> **Exercise**
Note how many lines of the data below hold the word "bool", then give that number with no other text.

> **Input records**
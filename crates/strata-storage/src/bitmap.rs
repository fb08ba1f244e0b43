//! Allocation bitmap of one group
//!
//! One bit per governed block: 0 = free, 1 = used. Bit `i` describes group
//! offset `i + 1`. Bits are packed little-endian, so the free scan can look
//! at whole 64-bit words first.

use bytes::Buf;

/// Bitmap over a single block
#[derive(Clone, Debug, PartialEq, Eq)]
pub struct AllocationBitmap {
    data: Vec<u8>,
}

impl AllocationBitmap {
    /// All-free bitmap for a block of `block_size` bytes
    #[must_use]
    pub fn empty(block_size: u32) -> Self {
        Self {
            data: vec![0u8; block_size as usize],
        }
    }

    /// Wrap a bitmap block read from the store
    #[must_use]
    pub const fn from_block(data: Vec<u8>) -> Self {
        Self { data }
    }

    /// Number of bits held
    #[must_use]
    pub const fn len(&self) -> u64 {
        self.data.len() as u64 * 8
    }

    #[must_use]
    pub const fn is_empty(&self) -> bool {
        self.data.is_empty()
    }

    #[must_use]
    pub fn is_set(&self, bit: u64) -> bool {
        let byte = (bit / 8) as usize;
        self.data[byte] & (1 << (bit % 8)) != 0
    }

    pub fn set(&mut self, bit: u64) {
        let byte = (bit / 8) as usize;
        self.data[byte] |= 1 << (bit % 8);
    }

    pub fn clear(&mut self, bit: u64) {
        let byte = (bit / 8) as usize;
        self.data[byte] &= !(1 << (bit % 8));
    }

    /// Free group offsets (bit index + 1) among the first `usable` bits,
    /// ascending
    #[must_use]
    pub fn free_offsets(&self, usable: u64) -> Vec<u32> {
        let usable = usable.min(self.len());
        let mut free = Vec::new();
        let mut words = &self.data[..];
        let mut base = 0u64;

        while base < usable && words.remaining() >= 8 {
            let word = words.get_u64_le();
            let end = (base + 64).min(usable);

            if word == u64::MAX {
                // full word
            } else if word == 0 && end == base + 64 {
                free.extend((base + 1..=end).map(|offset| offset as u32));
            } else {
                for bit in base..end {
                    if word & (1 << (bit - base)) == 0 {
                        free.push((bit + 1) as u32);
                    }
                }
            }
            base += 64;
        }
        free
    }

    /// Number of used bits among the first `usable`
    #[must_use]
    pub fn count_used(&self, usable: u64) -> u64 {
        usable.min(self.len()) - self.free_offsets(usable).len() as u64
    }

    #[must_use]
    pub fn as_bytes(&self) -> &[u8] {
        &self.data
    }

    #[must_use]
    pub fn into_bytes(self) -> Vec<u8> {
        self.data
    }
}

#[cfg(test)]
mod tests {
    use super::*;

    #[test]
    fn test_empty_bitmap_is_all_free() {
        let bitmap = AllocationBitmap::empty(512);
        assert_eq!(bitmap.len(), 4096);

        let free = bitmap.free_offsets(4096);
        assert_eq!(free.len(), 4096);
        assert_eq!(free.first(), Some(&1));
        assert_eq!(free.last(), Some(&4096));
    }

    #[test]
    fn test_set_and_clear() {
        let mut bitmap = AllocationBitmap::empty(512);
        bitmap.set(0);
        bitmap.set(65);
        assert!(bitmap.is_set(0));
        assert!(bitmap.is_set(65));
        assert!(!bitmap.is_set(64));

        let free = bitmap.free_offsets(128);
        assert_eq!(free.len(), 126);
        assert_eq!(free[0], 2);
        assert!(!free.contains(&66));

        bitmap.clear(65);
        assert!(!bitmap.is_set(65));
        assert_eq!(bitmap.count_used(4096), 1);
    }

    #[test]
    fn test_full_words_skipped() {
        let mut bitmap = AllocationBitmap::empty(512);
        for bit in 0..128 {
            bitmap.set(bit);
        }
        bitmap.clear(100);
        assert_eq!(bitmap.free_offsets(130), vec![101, 129, 130]);
    }

    #[test]
    fn test_usable_limit_clips_scan() {
        let bitmap = AllocationBitmap::empty(512);
        let free = bitmap.free_offsets(70);
        assert_eq!(free.len(), 70);
        assert_eq!(free.last(), Some(&70));

        assert!(bitmap.free_offsets(0).is_empty());
    }

    #[test]
    fn test_bytes_roundtrip() {
        let mut bitmap = AllocationBitmap::empty(512);
        bitmap.set(9);
        let restored = AllocationBitmap::from_block(bitmap.clone().into_bytes());
        assert_eq!(restored, bitmap);
        assert_eq!(restored.as_bytes()[1], 0b10);
    }
}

> **Task response**
2